As public opinion has shifted strongly in favor of marriage equality, most Republicans would really like it if the Supreme Court would just rule on it so they don’t have to talk about it anymore. The hard right ones like Ted Cruz try to benefit from it but mainstream Republicans just wish it would go away.
Advisors to multiple likely 2016 candidates told TIME after the news broke that they are hopeful that swift action by the Supreme Court will provide them cover. “We don’t have to agree with the decision, but as long as we’re not against it we should be okay,” said one aide to a 2016 contender who declined to be named to speak candidly on the sensitive topic. “The base, meanwhile, will focus its anger on the Court, and not on us.”The initial comments of politicians also hinted at a desire to turn the page. In Wisconsin, Gov. Scott Walker, a potential 2016 contender locked in a tough re-election fight this fall, told the Associated Press that the fight to prevent same-sex marriage would end. “It’s over in Wisconsin,” he said.

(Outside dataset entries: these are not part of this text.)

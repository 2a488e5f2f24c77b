//! Transaction data types.

use chrono::{DateTime, Utc};
use rust_decimal::Decimal;
use serde::{Deserialize, Serialize};
use tally_shared::types::{TransactionId, UserId};

/// Direction of a transaction.
#[derive(Debug, Clone, Copy, PartialEq, Eq, Hash, Serialize, Deserialize)]
#[serde(rename_all = "lowercase")]
pub enum TransactionType {
    /// Money coming in.
    Income,
    /// Money going out. Only expenses count against budgets.
    Expense,
}

impl std::fmt::Display for TransactionType {
    fn fmt(&self, f: &mut std::fmt::Formatter<'_>) -> std::fmt::Result {
        match self {
            Self::Income => write!(f, "income"),
            Self::Expense => write!(f, "expense"),
        }
    }
}

impl std::str::FromStr for TransactionType {
    type Err = String;

    fn from_str(s: &str) -> Result<Self, Self::Err> {
        match s.trim().to_lowercase().as_str() {
            "income" => Ok(Self::Income),
            "expense" => Ok(Self::Expense),
            _ => Err(format!("Unknown transaction type: {s}")),
        }
    }
}

/// One financial event for a user.
#[derive(Debug, Clone, PartialEq, Eq, Serialize, Deserialize)]
pub struct Transaction {
    /// Transaction ID.
    pub id: TransactionId,
    /// Owning user.
    pub user_id: UserId,
    /// Income or expense.
    #[serde(rename = "type")]
    pub kind: TransactionType,
    /// Free-form category label.
    pub category: String,
    /// Non-negative amount.
    pub amount: Decimal,
    /// Optional description.
    #[serde(default, skip_serializing_if = "Option::is_none")]
    pub description: Option<String>,
    /// When the transaction happened.
    pub date: DateTime<Utc>,
    /// Creation timestamp.
    pub created_at: DateTime<Utc>,
    /// Last update timestamp.
    pub updated_at: DateTime<Utc>,
}

impl Transaction {
    /// Returns true for expense transactions.
    #[must_use]
    pub fn is_expense(&self) -> bool {
        self.kind == TransactionType::Expense
    }
}

/// Input for recording a transaction.
#[derive(Debug, Clone, Deserialize)]
pub struct CreateTransactionInput {
    /// Income or expense.
    #[serde(rename = "type")]
    pub kind: TransactionType,
    /// Category label.
    pub category: String,
    /// Amount, must not be negative.
    pub amount: Decimal,
    /// Optional description.
    #[serde(default)]
    pub description: Option<String>,
    /// Transaction date; the creation instant when omitted.
    #[serde(default)]
    pub date: Option<DateTime<Utc>>,
}

/// Partial overwrite of a transaction. `None` leaves a field untouched.
#[derive(Debug, Clone, Default, Deserialize)]
pub struct UpdateTransactionInput {
    /// New direction.
    #[serde(default, rename = "type")]
    pub kind: Option<TransactionType>,
    /// New category.
    #[serde(default)]
    pub category: Option<String>,
    /// New amount.
    #[serde(default)]
    pub amount: Option<Decimal>,
    /// New description.
    #[serde(default)]
    pub description: Option<String>,
    /// New date.
    #[serde(default)]
    pub date: Option<DateTime<Utc>>,
}

/// Criteria for listing transactions. Every set field must match.
#[derive(Debug, Clone, Default, PartialEq, Eq, Deserialize)]
pub struct TransactionFilter {
    /// Only this direction.
    #[serde(default, rename = "type")]
    pub kind: Option<TransactionType>,
    /// Only this exact category.
    #[serde(default)]
    pub category: Option<String>,
    /// Inclusive lower bound on `date`.
    #[serde(default)]
    pub start_date: Option<DateTime<Utc>>,
    /// Inclusive upper bound on `date`.
    #[serde(default)]
    pub end_date: Option<DateTime<Utc>>,
}

impl TransactionFilter {
    /// Filter matching only expenses dated within `[start, end]`.
    #[must_use]
    pub fn expenses_between(start: DateTime<Utc>, end: DateTime<Utc>) -> Self {
        Self {
            kind: Some(TransactionType::Expense),
            category: None,
            start_date: Some(start),
            end_date: Some(end),
        }
    }

    /// Returns true if the transaction satisfies every set criterion.
    #[must_use]
    pub fn matches(&self, transaction: &Transaction) -> bool {
        self.kind.is_none_or(|kind| transaction.kind == kind)
            && self
                .category
                .as_deref()
                .is_none_or(|category| transaction.category == category)
            && self.start_date.is_none_or(|start| transaction.date >= start)
            && self.end_date.is_none_or(|end| transaction.date <= end)
    }
}
//! Budget data types.

use chrono::{DateTime, Utc};
use rust_decimal::Decimal;
use serde::{Deserialize, Serialize, Serializer};
use tally_shared::types::{BudgetId, UserId};

/// Which expenses a budget is measured against.
#[derive(Debug, Clone, Copy, PartialEq, Eq, Hash, Serialize, Deserialize)]
#[serde(rename_all = "lowercase")]
pub enum BudgetScope {
    /// Only expenses whose category equals the budget's category.
    Category,
    /// Every expense, whatever its category.
    Overall,
}

/// Declared budget period.
///
/// Stored and round-tripped, but progress is always evaluated over the
/// calendar month containing the evaluation instant.
#[derive(Debug, Clone, Copy, Default, PartialEq, Eq, Hash, Serialize, Deserialize)]
#[serde(rename_all = "lowercase")]
pub enum BudgetPeriod {
    /// Monthly budget.
    #[default]
    Monthly,
    /// Weekly budget.
    Weekly,
    /// Yearly budget.
    Yearly,
}

/// A spending limit for one user.
#[derive(Debug, Clone, PartialEq, Eq, Serialize, Deserialize)]
pub struct Budget {
    /// Budget ID.
    pub id: BudgetId,
    /// Owning user.
    pub user_id: UserId,
    /// Category label; unique per user.
    pub category: String,
    /// Category-specific or overall.
    pub scope: BudgetScope,
    /// Spending limit.
    pub amount: Decimal,
    /// Declared period.
    #[serde(default)]
    pub period: BudgetPeriod,
    /// Inactive budgets are skipped by progress computation.
    #[serde(default = "default_active")]
    pub active: bool,
    /// Creation timestamp.
    pub created_at: DateTime<Utc>,
    /// Last update timestamp.
    pub updated_at: DateTime<Utc>,
}

fn default_active() -> bool {
    true
}

/// Input for creating a budget.
#[derive(Debug, Clone, Deserialize)]
pub struct CreateBudgetInput {
    /// Category label.
    pub category: String,
    /// Category-specific or overall.
    pub scope: BudgetScope,
    /// Spending limit.
    pub amount: Decimal,
    /// Declared period, monthly when omitted.
    #[serde(default)]
    pub period: Option<BudgetPeriod>,
}

/// Partial overwrite of a budget. `None` leaves a field untouched.
#[derive(Debug, Clone, Default, Deserialize)]
pub struct UpdateBudgetInput {
    /// New category label.
    #[serde(default)]
    pub category: Option<String>,
    /// New scope.
    #[serde(default)]
    pub scope: Option<BudgetScope>,
    /// New limit.
    #[serde(default)]
    pub amount: Option<Decimal>,
    /// New declared period.
    #[serde(default)]
    pub period: Option<BudgetPeriod>,
    /// Enable or disable the budget.
    #[serde(default)]
    pub active: Option<bool>,
}

/// Budget status classification.
#[derive(Debug, Clone, Copy, PartialEq, Eq, Hash, Serialize, Deserialize)]
#[serde(rename_all = "lowercase")]
pub enum BudgetStatus {
    /// Below 80% of the limit.
    Good,
    /// From 80% up to, but excluding, 100% of the limit.
    Warning,
    /// At or over the limit.
    Exceeded,
}

/// Share of the limit consumed, in percent.
#[derive(Debug, Clone, Copy, PartialEq, Eq)]
pub enum Percentage {
    /// `spent / limit * 100`, unrounded.
    Finite(Decimal),
    /// Spending against a zero limit.
    Unbounded,
}

impl Percentage {
    /// Zero percent.
    pub const ZERO: Self = Self::Finite(Decimal::ZERO);

    /// Returns the finite value, if any.
    #[must_use]
    pub const fn as_decimal(&self) -> Option<Decimal> {
        match self {
            Self::Finite(value) => Some(*value),
            Self::Unbounded => None,
        }
    }

    /// Returns true for spending against a zero limit.
    #[must_use]
    pub const fn is_unbounded(&self) -> bool {
        matches!(self, Self::Unbounded)
    }
}

impl std::fmt::Display for Percentage {
    fn fmt(&self, f: &mut std::fmt::Formatter<'_>) -> std::fmt::Result {
        match self {
            Self::Finite(value) => write!(f, "{value}"),
            Self::Unbounded => write!(f, "Infinity"),
        }
    }
}

impl Serialize for Percentage {
    fn serialize<S: Serializer>(&self, serializer: S) -> Result<S::Ok, S::Error> {
        match self {
            Self::Finite(value) => Serialize::serialize(value, serializer),
            Self::Unbounded => serializer.serialize_str("Infinity"),
        }
    }
}

/// Progress of one budget over the evaluation period.
#[derive(Debug, Clone, PartialEq, Eq, Serialize)]
pub struct BudgetProgress {
    /// The budget evaluated.
    pub budget: Budget,
    /// Sum of matching expenses.
    pub spent: Decimal,
    /// Share of the limit consumed.
    pub percentage: Percentage,
    /// `limit - spent`; negative once overspent.
    pub remaining: Decimal,
    /// Derived status.
    pub status: BudgetStatus,
}

/// Rollup of a progress list for the dashboard banner.
#[derive(Debug, Clone, Copy, Default, PartialEq, Eq, Serialize, Deserialize)]
pub struct BudgetHealth {
    /// Budgets in `good` status.
    pub on_track: usize,
    /// Budgets in `warning` status.
    pub near_limit: usize,
    /// Budgets in `exceeded` status.
    pub exceeded: usize,
    /// Days remaining in the evaluation month after today.
    pub days_left: u32,
}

“The federal courts have ruled that this decision by this court of appeals decision is the law of the land and we will be upholding it,” Walker added, echoing the statement of New Jersey Gov. Chris Christie, who called the issue “settled” in his state over the summer, despite his personal opposition to such unions. Christie declined to address the decision when asked about it Monday.
The pressure on them to address it comes primarily from Christian right organizations, for both ideological and pragmatic reasons. Ideologically, they demand purity; pragmatically, the longer it stays alive as a political issue, the more money flows in to them. But the party leaders and most elected officials have said little to nothing about what the Supreme Court did this week.